#StoptheMandate Why I Walk Away
On September 1st, 2021, I am being forced on a 28-day unpaid suspension, and ultimately, I will be terminated on October 28th due to the hospital’s decision to force experimental vaccines without any long-term testing on all staff, volunteers, and vendors in the healthcare system.
In 30 days, I will be forced to walk away from the profession I have given my life and my heart to for the last ten years. I’m walking away from the only “big girl” job I’ve ever known. I’m walking away from my pharmacy tech position to which I have sacrificed years of my life. Sleeping at the hospital, continuing education, extra hours worked. I’ll never get any of that back.
I’m walking away because I refuse to allow someone to put something that I don’t want into my body, not through bribery, force, or coercion.
I’m walking away because it’s what’s best for myself and my family. I’m walking away because “healthcare” has become a discriminatory, ugly beast.
I didn’t sign up for this. The healthcare I began my career in was night and day different than this. We were blind to choices made by our patients that brought them to us.

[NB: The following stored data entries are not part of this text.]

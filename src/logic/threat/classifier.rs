//! Rule-Based Classifier
//!
//! Deterministic and always available. Two entry points:
//! - `classify`: full weighted rules, needs the page hostname
//! - `classify_quick`: coarse triage from static lists, no page context

use crate::logic::config::RiskConfig;
use crate::logic::cookie::CookieRecord;
use super::context::ScanContext;
use super::rules::{
    INSECURE_WEIGHT, LONG_VALUE_CHARS, LONG_VALUE_WEIGHT, QUICK_MALICIOUS_SCORE, QUICK_SAFE_SCORE,
    QUICK_SUSPICIOUS_SCORE, REASON_INSECURE, REASON_KNOWN_TRACKER, REASON_LONG_VALUE,
    REASON_NOT_SECURE, REASON_SUSPICIOUS_PATTERN, REASON_THIRD_PARTY, REASON_TRACKING_NAME,
    THIRD_PARTY_WEIGHT, TRACKING_NAME_WEIGHT,
};
use super::types::{ClassificationResult, Method};

// ============================================================================
// FULL RULE-BASED SCORER
// ============================================================================

/// Weighted rule scoring against the page context
pub fn classify(cookie: &CookieRecord, ctx: &ScanContext, config: &RiskConfig) -> ClassificationResult {
    let mut score = 0.0f32;
    let mut reasons = Vec::new();

    if config.matches_tracking_name(&cookie.name) {
        score += TRACKING_NAME_WEIGHT;
        reasons.push(REASON_TRACKING_NAME.to_string());
    }

    if cookie.value.chars().count() > LONG_VALUE_CHARS {
        score += LONG_VALUE_WEIGHT;
        reasons.push(REASON_LONG_VALUE.to_string());
    }

    if cookie.is_third_party(&ctx.hostname) {
        score += THIRD_PARTY_WEIGHT;
        reasons.push(REASON_THIRD_PARTY.to_string());
    }

    if !cookie.secure && cookie.domain.contains('.') {
        score += INSECURE_WEIGHT;
        reasons.push(REASON_INSECURE.to_string());
    }

    ClassificationResult::rule_based(score, reasons, &config.thresholds)
}

// ============================================================================
// QUICK SCORER
// ============================================================================

/// Coarse triage: tracker domain ⇒ malicious, tracking name ⇒ suspicious.
///
/// The two flags are independent; a malicious cookie is not necessarily
/// flagged suspicious.
pub fn classify_quick(cookie: &CookieRecord, config: &RiskConfig) -> ClassificationResult {
    let is_malicious = config.matches_tracker_domain(&cookie.domain);
    let is_suspicious = config.matches_quick_pattern(&cookie.name);

    let score = if is_malicious {
        QUICK_MALICIOUS_SCORE
    } else if is_suspicious {
        QUICK_SUSPICIOUS_SCORE
    } else {
        QUICK_SAFE_SCORE
    };

    let mut reasons = Vec::new();
    if is_malicious {
        reasons.push(REASON_KNOWN_TRACKER.to_string());
    }
    if is_suspicious {
        reasons.push(REASON_SUSPICIOUS_PATTERN.to_string());
    }
    if !cookie.secure {
        reasons.push(REASON_NOT_SECURE.to_string());
    }

    ClassificationResult {
        is_malicious,
        is_suspicious,
        confidence: score,
        raw_score: score,
        method: Method::RuleBased,
        reasons,
        features: None,
    }
}

/// Script source served from a known tracker domain
pub fn is_tracker_script(src: &str, config: &RiskConfig) -> bool {
    !src.is_empty() && config.matches_tracker_domain(src)
}

// ============================================================================
// TESTS
// ============================================================================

We are not God, judge, or jury. We are healing hands.
I will walk away because it’s a lesson my child needs to see.
That his momma gave it her all and still lost. AND THAT ITS OK TO LOSE. He will see what mountains one voice can shake. He will see those mountains move with lots of voices. He will see those mountains crumble with an army of voices. He will learn; his singular voice is capable of amazing things.
I will walk away with my head held high. I will own this with resolve to move forward. Although my life and heart have been given back in pieces, I will gather those pieces and walk away. I’ll put those pieces together and create something new.
I’ll rely on the friends I have made in this fight. I’ll rely on my family for the days when the fight seems to be too great. But I will walk away knowing I have an army of people behind me.
I will walk away. I will do it on my terms. Head held high. Full of pride for giving my all to this fight. Full of pride because I will always tell my son I STOOD UP FOR WHAT WAS RIGHT FOR ME.
I will miss it, but I will walk away.
One of many stories from our healthcare heroes who are being denied informed consent and bodily autonomy by the very industry that should have those concepts held in the highest regard. These words are taken from a public post on facebook. These healthcare workers can see that with only 1% of the damages reported there is a risk that can cause permanent damage. A job is temporary. Death is permanent. Disability is permanent. Where there is risk there must be a choice.